Fritillaria persica

overall plant
Common Name: Persian lily 
Type: Bulb
Family: Liliaceae
Native Range: Western Asia
Zone: 5 to 8
Height: 1.00 to 3.00 feet
Spread: 1.00 to 1.50 feet
Bloom Time: May to June
Bloom Description: Plum purple to gray green
Sun: Full sun to part shade
Water: Medium
Maintenance: Low
Suggested Use: Naturalize
Flower: Showy
Tolerate: Deer, Black Walnut


Best grown in deep, organically rich, medium moisture, well-drained soils in full sun to light shade. Plants like hot, dry sites. Plants perform best in full sun in the northern parts of the growing range, but appreciate some light afternoon shade in hot summer areas. Well-drained soils are particularly important. Plant bulbs 6” deep and space 9-12” apart in fall. Add sand or grit to the planting hole to promote better drainage. Bulbs appreciate a good winter mulch. Plants will naturalize over time.
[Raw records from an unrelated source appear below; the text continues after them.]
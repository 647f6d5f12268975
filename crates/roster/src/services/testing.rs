//! Service fixture over in-memory storage and cache.

use std::sync::Arc;
use std::time::Duration;

use crate::cache::MemoryCache;
use crate::storage::InMemoryRepository;

use super::{
    CacheLayer, GroupService, MarkService, StudentService, StudentSubjectService, SubjectService,
};

pub(crate) struct Fixture {
    /// Direct storage access, bypassing the cache.
    pub repo: Arc<InMemoryRepository>,
    pub cache: CacheLayer,
    pub students: StudentService,
    pub groups: GroupService,
    pub subjects: SubjectService,
    pub marks: MarkService,
    pub enrollments: StudentSubjectService,
}

impl Fixture {
    pub fn new() -> Self {
        let repo = Arc::new(InMemoryRepository::new());
        let cache = CacheLayer::new(
            Arc::new(MemoryCache::new(1000).expect("non-zero capacity")),
            Duration::from_secs(60),
        );

        let students =
            StudentService::new(repo.clone(), repo.clone(), repo.clone(), cache.clone());
        let groups = GroupService::new(repo.clone(), repo.clone(), cache.clone());
        let subjects = SubjectService::new(repo.clone(), cache.clone());
        let marks = MarkService::new(
            repo.clone(),
            repo.clone(),
            repo.clone(),
            repo.clone(),
            cache.clone(),
        );
        let enrollments =
            StudentSubjectService::new(repo.clone(), repo.clone(), repo.clone(), cache.clone());

        Self {
            repo,
            cache,
            students,
            groups,
            subjects,
            marks,
            enrollments,
        }
    }
}
use async_trait::async_trait;

use crate::roster::{
    Group, Mark, MarkCriteria, MarkQuery, NameQuery, NewMark, NewStudent, SortOrder, Student,
    Subject,
};

use super::Result;

/// Repository for student operations.
#[async_trait]
pub trait StudentRepository: Send + Sync {
    /// Gets a student by its ID.
    async fn get_student(&self, id: i64) -> Result<Option<Student>>;

    /// Gets every student whose ID is in `ids`. Unknown IDs are skipped.
    async fn get_students_by_ids(&self, ids: &[i64]) -> Result<Vec<Student>>;

    /// Lists students, optionally filtered by age and ordered by name.
    async fn list_students(
        &self,
        age: Option<i32>,
        sort: Option<SortOrder>,
    ) -> Result<Vec<Student>>;

    /// Gets the students that belong to a group.
    async fn get_students_by_group(&self, group_id: i64) -> Result<Vec<Student>>;

    /// Creates a student in a single transaction.
    ///
    /// The bare student row is written first, then each subject association,
    /// then the attached marks bound to the new student ID.
    async fn create_student(&self, student: &NewStudent) -> Result<Student>;

    /// Overwrites the name and age of an existing student.
    async fn update_student(&self, student: &Student) -> Result<()>;

    /// Detaches the student's subject associations and deletes the student
    /// together with its marks, in a single transaction.
    async fn delete_student(&self, id: i64) -> Result<()>;
}

/// Repository for group operations.
#[async_trait]
pub trait GroupRepository: Send + Sync {
    async fn get_group(&self, id: i64) -> Result<Option<Group>>;

    async fn get_group_by_name(&self, name: &str) -> Result<Option<Group>>;

    async fn list_groups(&self, query: &NameQuery) -> Result<Vec<Group>>;

    /// Creates a group and moves the given students into it atomically.
    async fn create_group(&self, name: &str, student_ids: &[i64]) -> Result<Group>;

    /// Deletes a group. Its students are left without a group.
    async fn delete_group(&self, id: i64) -> Result<()>;
}

/// Repository for subject operations.
#[async_trait]
pub trait SubjectRepository: Send + Sync {
    async fn get_subject(&self, id: i64) -> Result<Option<Subject>>;

    async fn get_subject_by_name(&self, name: &str) -> Result<Option<Subject>>;

    /// Gets every subject whose ID is in `ids`. Unknown IDs are skipped.
    async fn get_subjects_by_ids(&self, ids: &[i64]) -> Result<Vec<Subject>>;

    async fn list_subjects(&self, query: &NameQuery) -> Result<Vec<Subject>>;

    async fn create_subject(&self, name: &str) -> Result<Subject>;

    /// Deletes a subject along with its enrollments and marks.
    async fn delete_subject(&self, id: i64) -> Result<()>;

    async fn subject_exists_by_name(&self, name: &str) -> Result<bool>;
}

/// Repository for mark operations.
#[async_trait]
pub trait MarkRepository: Send + Sync {
    async fn list_marks(&self, query: &MarkQuery) -> Result<Vec<Mark>>;

    async fn get_marks_by_value(&self, value: i32) -> Result<Vec<Mark>>;

    /// Average mark of a student, `None` when the student has no marks.
    async fn average_for_student(&self, student_id: i64) -> Result<Option<f64>>;

    /// Average mark for a subject, `None` when the subject has no marks.
    async fn average_for_subject(&self, subject_id: i64) -> Result<Option<f64>>;

    /// Inserts a mark. Fails with `NotEnrolled` unless the student is enrolled
    /// in the subject at the moment of the write.
    async fn create_mark(&self, mark: &NewMark) -> Result<Mark>;

    /// Deletes a mark by its ID. Fails with `NotFound` if it does not exist.
    async fn delete_mark(&self, id: i64) -> Result<()>;

    /// Deletes the marks matching every given criterion, returning how many
    /// rows were removed.
    async fn delete_marks_matching(&self, criteria: &MarkCriteria) -> Result<u64>;
}

/// Repository for the student to subject enrollment relation.
#[async_trait]
pub trait StudentSubjectRepository: Send + Sync {
    /// Enrolls a student in a subject. Enrolling twice is a no-op.
    async fn add_subject(&self, student_id: i64, subject_id: i64) -> Result<()>;

    /// Removes an enrollment. Removing a missing enrollment is a no-op.
    async fn remove_subject(&self, student_id: i64, subject_id: i64) -> Result<()>;

    async fn has_subject(&self, student_id: i64, subject_id: i64) -> Result<bool>;

    async fn subjects_for_student(&self, student_id: i64) -> Result<Vec<Subject>>;

    async fn students_for_subject(&self, subject_id: i64) -> Result<Vec<Student>>;
}
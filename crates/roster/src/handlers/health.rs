//! Health check endpoint for Kubernetes-style probes.

use axum::http::StatusCode;

/// GET /livez - Basic liveness probe.
///
/// Returns 200 immediately. Used to check if the server is accepting connections.
#[axum::debug_handler]
pub async fn livez() -> StatusCode {
    StatusCode::OK
}
use axum::{
    extract::{Path, State},
    http::StatusCode,
    response::IntoResponse,
    Json,
};

use roster_core::roster::{NameQuery, NewSubject, Subject};

use crate::{
    handlers::{
        extract::{Id, ValidJson, ValidQuery},
        AppError,
    },
    state::AppState,
};

/// List subjects (GET /subjects?name&sort).
pub async fn list_subjects(
    State(state): State<AppState>,
    ValidQuery(query): ValidQuery<NameQuery>,
) -> Result<Json<Vec<Subject>>, AppError> {
    Ok(Json(state.subjects.list(&query).await?))
}

/// Get a subject by ID (GET /subjects/{id}).
pub async fn get_subject(
    State(state): State<AppState>,
    Id(id): Id,
) -> Result<Json<Subject>, AppError> {
    Ok(Json(state.subjects.get(id).await?))
}

/// Get a subject by name (GET /subjects/name/{name}).
pub async fn get_subject_by_name(
    State(state): State<AppState>,
    Path(name): Path<String>,
) -> Result<Json<Subject>, AppError> {
    Ok(Json(state.subjects.get_by_name(&name).await?))
}

/// Check whether a subject exists (GET /subjects/exists/{name}).
pub async fn subject_exists(
    State(state): State<AppState>,
    Path(name): Path<String>,
) -> Result<Json<bool>, AppError> {
    Ok(Json(state.subjects.exists(&name).await?))
}

/// Create a subject (POST /subjects).
pub async fn create_subject(
    State(state): State<AppState>,
    ValidJson(payload): ValidJson<NewSubject>,
) -> Result<impl IntoResponse, AppError> {
    let subject = state.subjects.create(&payload).await?;

    tracing::info!(subject_id = subject.id, name = %subject.name, "Created new subject");

    Ok((StatusCode::CREATED, Json(subject)))
}

/// Delete a subject by ID (DELETE /subjects/{id}).
pub async fn delete_subject(
    State(state): State<AppState>,
    Id(id): Id,
) -> Result<StatusCode, AppError> {
    state.subjects.delete(id).await?;
    Ok(StatusCode::OK)
}

/// Delete a subject by name (DELETE /subjects/name/{name}).
pub async fn delete_subject_by_name(
    State(state): State<AppState>,
    Path(name): Path<String>,
) -> Result<StatusCode, AppError> {
    state.subjects.delete_by_name(&name).await?;
    Ok(StatusCode::OK)
}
Noteworthy Characteristics

Fritillaria persica, commonly called Persian lily, is a bulbous perennial of the lily family that is noted for producing attractive racemes of plum purple to gray green flowers in spring. Each raceme contains up to 30 conical, nodding, bell-shaped flowers atop a stiff, erect stem rising to 1-3' tall. Stems are clad with glaucous, lanceolate, often twisted, gray-green leaves (to 5" long). This species is native to rocky slopes in Turkey, Syria, Iran, Jordan and Israel.

Genus name is from the Latin word fritillus meaning dice box in reference to the checkerboard pattern on the petals of Fritillaria meleagris.

Specific epithet means from Persia (Iran).


Bulb rot is a significant problems in poorly drained soils. Plants are susceptible to leaf spot, rust and mosaic virus. Slugs and snails may damage foliage.


Sunny border or rock garden or naturalized areas. Plant in groups.